To help investigators commercialize their science and protect their inventions, the Weill Cornell Medicine office of Cornell University’s Center for Technology Licensing (CTL), directed by Dr. Brian Kelly, provides services to the inventors for intellectual property protection.
At the symposium, Dr. Dan Landau, an assistant professor of medicine and of physiology and biophysics at Weill Cornell Medicine and a core faculty member of the New York Genome Center, highlighted his research discoveries that have advanced through collaborations established by the Office of BioPharma Alliances. His most recent project uses state-of-the-art machine learning applied to DNA sequencing technologies to monitor the evolution of tumor cells in real time, which will allow oncologists to determine how well a patient’s treatment is progressing and to make informed therapeutic adjustments.
“The resources available through the Office of BioPharma Alliances enable us to engage and initiate discussions with venture capital groups to help bring this transformative technology to the bedside as fast as possible,” said Dr. Landau, who is a member of the Sandra and Edward Meyer Cancer Center at Weill Cornell Medicine.

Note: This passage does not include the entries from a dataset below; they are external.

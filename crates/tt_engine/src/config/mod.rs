//! Configuration system

use std::path::Path;

pub use serde::{Serialize, Deserialize};

/// Configuration trait
///
/// The file format is chosen by extension: `.toml` or `.ron`.
pub trait Config: Serialize + for<'de> Deserialize<'de> + Default {
    /// Load configuration from file
    fn load_from_file(path: impl AsRef<Path>) -> Result<Self, ConfigError> {
        let path = path.as_ref();
        let contents = std::fs::read_to_string(path)?;
        log::debug!("Loading configuration from {}", path.display());

        match extension(path) {
            Some("toml") => toml::from_str(&contents).map_err(|e| ConfigError::Parse(e.to_string())),
            Some("ron") => ron::from_str(&contents).map_err(|e| ConfigError::Parse(e.to_string())),
            _ => Err(ConfigError::UnsupportedFormat(path.display().to_string())),
        }
    }

    /// Save configuration to file
    fn save_to_file(&self, path: impl AsRef<Path>) -> Result<(), ConfigError> {
        let path = path.as_ref();
        let contents = match extension(path) {
            Some("toml") => {
                toml::to_string_pretty(self).map_err(|e| ConfigError::Serialize(e.to_string()))?
            }
            Some("ron") => ron::ser::to_string_pretty(self, ron::ser::PrettyConfig::default())
                .map_err(|e| ConfigError::Serialize(e.to_string()))?,
            _ => return Err(ConfigError::UnsupportedFormat(path.display().to_string())),
        };

        std::fs::write(path, contents)?;
        Ok(())
    }
}

fn extension(path: &Path) -> Option<&str> {
    path.extension().and_then(|ext| ext.to_str())
}

/// Configuration errors
#[derive(thiserror::Error, Debug)]
pub enum ConfigError {
    /// IO error
    #[error("IO error: {0}")]
    Io(#[from] std::io::Error),

    /// Parse error
    #[error("Parse error: {0}")]
    Parse(String),

    /// Serialization error
    #[error("Serialization error: {0}")]
    Serialize(String),

    /// Unsupported format
    #[error("Unsupported format: {0}")]
    UnsupportedFormat(String),

    /// A value failed validation
    #[error("Invalid configuration: {0}")]
    Invalid(String),
}
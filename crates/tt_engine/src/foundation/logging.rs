//! Logging utilities and structured logging support
//!
//! The engine logs through the `log` facade; binaries pick the logger.

pub use log::{debug, info, warn, error, trace};

/// Initialize logging for tests, ignoring repeated initialization
pub fn init_for_tests() {
    let _ = env_logger::builder().is_test(true).try_init();
}
//! Core engine implementation
//!
//! The engine owns the root world, any channels, and the external services.
//! Each frame it runs zero or more fixed-timestep update ticks followed by
//! exactly one draw pass.

use std::path::PathBuf;
use std::time::{Duration, Instant};

use serde::{Deserialize, Serialize};
use thiserror::Error;

use crate::application::Application;
use crate::assets::AssetError;
use crate::audio::AudioError;
use crate::config::{Config, ConfigError};
use crate::ecs::components::ScreenComponent;
use crate::ecs::{EcsError, EntityFactory, EntityId, FrameTime, SystemPhase, SystemScheduler, World};
use crate::foundation::math::Color;
use crate::foundation::time::{FixedTimestep, Stopwatch};
use crate::render::{FontHandle, RenderError, RenderTargetId, Texture, TextureSource};
use crate::services::Services;

/// Engine configuration
#[derive(Debug, Clone, PartialEq, Serialize, Deserialize)]
#[serde(default)]
pub struct EngineConfig {
    /// Fixed update step in seconds
    pub fixed_dt: f64,
    /// Optional cap on update ticks per frame; excess lag is dropped
    pub max_steps_per_frame: Option<u32>,
    /// Backbuffer width in pixels
    pub screen_width: u32,
    /// Backbuffer height in pixels
    pub screen_height: u32,
    /// Backbuffer clear color
    pub background_color: Color,
    /// Directory assets are loaded from
    pub content_root: PathBuf,
    /// Font loaded for the application at start-up
    pub default_font: Option<String>,
    /// Frame rate `Engine::run` sleeps towards; `None` runs unthrottled
    pub target_frame_rate: Option<f64>,
}

impl Default for EngineConfig {
    fn default() -> Self {
        Self {
            fixed_dt: 1.0 / 60.0,
            max_steps_per_frame: None,
            screen_width: 1280,
            screen_height: 720,
            background_color: Color::BLACK,
            content_root: PathBuf::from("content"),
            default_font: None,
            target_frame_rate: Some(60.0),
        }
    }
}

impl Config for EngineConfig {}

impl EngineConfig {
    /// Check values the engine cannot run with
    pub fn validate(&self) -> Result<(), ConfigError> {
        if !(self.fixed_dt.is_finite() && self.fixed_dt > 0.0) {
            return Err(ConfigError::Invalid(format!("fixed_dt must be positive, got {}", self.fixed_dt)));
        }
        if self.screen_width == 0 || self.screen_height == 0 {
            return Err(ConfigError::Invalid(format!(
                "screen size must be non-zero, got {}x{}",
                self.screen_width, self.screen_height
            )));
        }
        if self.max_steps_per_frame == Some(0) {
            return Err(ConfigError::Invalid("max_steps_per_frame must be at least 1".to_string()));
        }
        if let Some(rate) = self.target_frame_rate {
            if !(rate.is_finite() && rate > 0.0) {
                return Err(ConfigError::Invalid(format!("target_frame_rate must be positive, got {rate}")));
            }
        }
        Ok(())
    }
}

/// Engine errors
#[derive(Error, Debug)]
pub enum EngineError {
    /// Engine initialization failed
    #[error("Initialization failed: {0}")]
    InitializationFailed(String),

    /// Entity store or scheduler error
    #[error("ECS error: {0}")]
    Ecs(#[from] EcsError),

    /// Asset loading error
    #[error("Asset error: {0}")]
    Asset(#[from] AssetError),

    /// Rendering error
    #[error("Render error: {0}")]
    Render(#[from] RenderError),

    /// Audio error
    #[error("Audio error: {0}")]
    Audio(#[from] AudioError),

    /// Configuration error
    #[error("Config error: {0}")]
    Config(#[from] ConfigError),

    /// A channel id that no channel of this engine carries
    #[error("Unknown channel: {0:?}")]
    UnknownChannel(ChannelId),

    /// Application error
    #[error("Application error: {0}")]
    ApplicationError(String),
}

/// What happened during one frame
#[derive(Debug, Clone, Copy, PartialEq, Default)]
pub struct FrameStats {
    /// Update ticks run
    pub ticks: u32,
    /// Interpolation fraction the draw pass used
    pub interpolation: f64,
}

/// Identifier of a channel, unique within its engine
#[derive(Debug, Clone, Copy, PartialEq, Eq, Hash)]
pub struct ChannelId(u32);

/// A sub-simulation with its own world, rendered into its own buffer
///
/// Show a channel in its parent's world with a sprite made from
/// [`Channel::texture`]. Channels can hold child channels; a child updates
/// after its parent and draws before it, so the parent always shows the
/// child's finished buffer. Deactivating a channel pauses its whole subtree.
pub struct Channel {
    /// World of the channel
    pub world: World,
    /// Systems run over the channel's world
    pub scheduler: SystemScheduler,
    /// Inactive channels and their children are neither updated nor drawn
    pub active: bool,
    id: ChannelId,
    screen: EntityId,
    render_target: RenderTargetId,
    width: u32,
    height: u32,
    children: Vec<Channel>,
}

impl Channel {
    fn new(
        id: ChannelId,
        services: &mut Services,
        width: u32,
        height: u32,
        background: Color,
    ) -> Result<Self, EngineError> {
        let render_target = services.renderer.create_render_target(width, height)?;

        let mut world = World::new();
        let screen = world.create_entity();
        let mut component = ScreenComponent::new(Some(render_target), width, height);
        component.background = background;
        world.add_component(screen, component)?;
        world.set_active_screen(Some(screen));

        Ok(Self {
            world,
            scheduler: SystemScheduler::with_default_systems(),
            active: true,
            id,
            screen,
            render_target,
            width,
            height,
            children: Vec::new(),
        })
    }

    /// This channel's identifier
    pub const fn id(&self) -> ChannelId {
        self.id
    }

    /// Screen entity inside the channel's world
    pub const fn screen(&self) -> EntityId {
        self.screen
    }

    /// The channel's buffer as a texture
    pub const fn texture(&self) -> Texture {
        Texture::new(TextureSource::RenderTarget(self.render_target), self.width, self.height)
    }

    /// Factory building onto the channel's screen
    pub fn factory(&self) -> EntityFactory {
        let mut factory = EntityFactory::new(self.width, self.height);
        factory.build_to(self.screen);
        factory
    }

    /// Channels nested in this one
    pub fn children(&self) -> &[Self] {
        &self.children
    }

    fn find(&self, id: ChannelId) -> Option<&Self> {
        if self.id == id {
            return Some(self);
        }
        self.children.iter().find_map(|child| child.find(id))
    }

    fn find_mut(&mut self, id: ChannelId) -> Option<&mut Self> {
        if self.id == id {
            return Some(self);
        }
        self.children.iter_mut().find_map(|child| child.find_mut(id))
    }

    fn update(&mut self, services: &mut Services, time: FrameTime) -> Result<(), EngineError> {
        if !self.active {
            return Ok(());
        }
        self.scheduler
            .run_phase(SystemPhase::Update, &mut self.world, services, time)?;
        for child in &mut self.children {
            child.update(services, time)?;
        }
        Ok(())
    }

    fn draw(&mut self, services: &mut Services, time: FrameTime) -> Result<(), EngineError> {
        if !self.active {
            return Ok(());
        }
        for child in &mut self.children {
            child.draw(services, time)?;
        }
        self.scheduler
            .run_phase(SystemPhase::Draw, &mut self.world, services, time)
    }

    fn clear_events(&mut self) {
        self.world.collision_events_mut().clear();
        for child in &mut self.children {
            child.clear_events();
        }
    }
}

For researchers who are more experienced in the lab or at the patient’s bedside than navigating the process of commercializing a new drug, Weill Cornell Medicine’s entrepreneurship ecosystem is crucial in facilitating the necessary next steps for advancing a new treatment from a promising, initial concept.
“Drug discovery really benefits from academic–industry partnerships as larger companies step away from anti-infectives in general and especially for diseases such as malaria,” Dr. Kirkman said. “It's up to academic researchers to step up and provide compounds to take to the pipeline."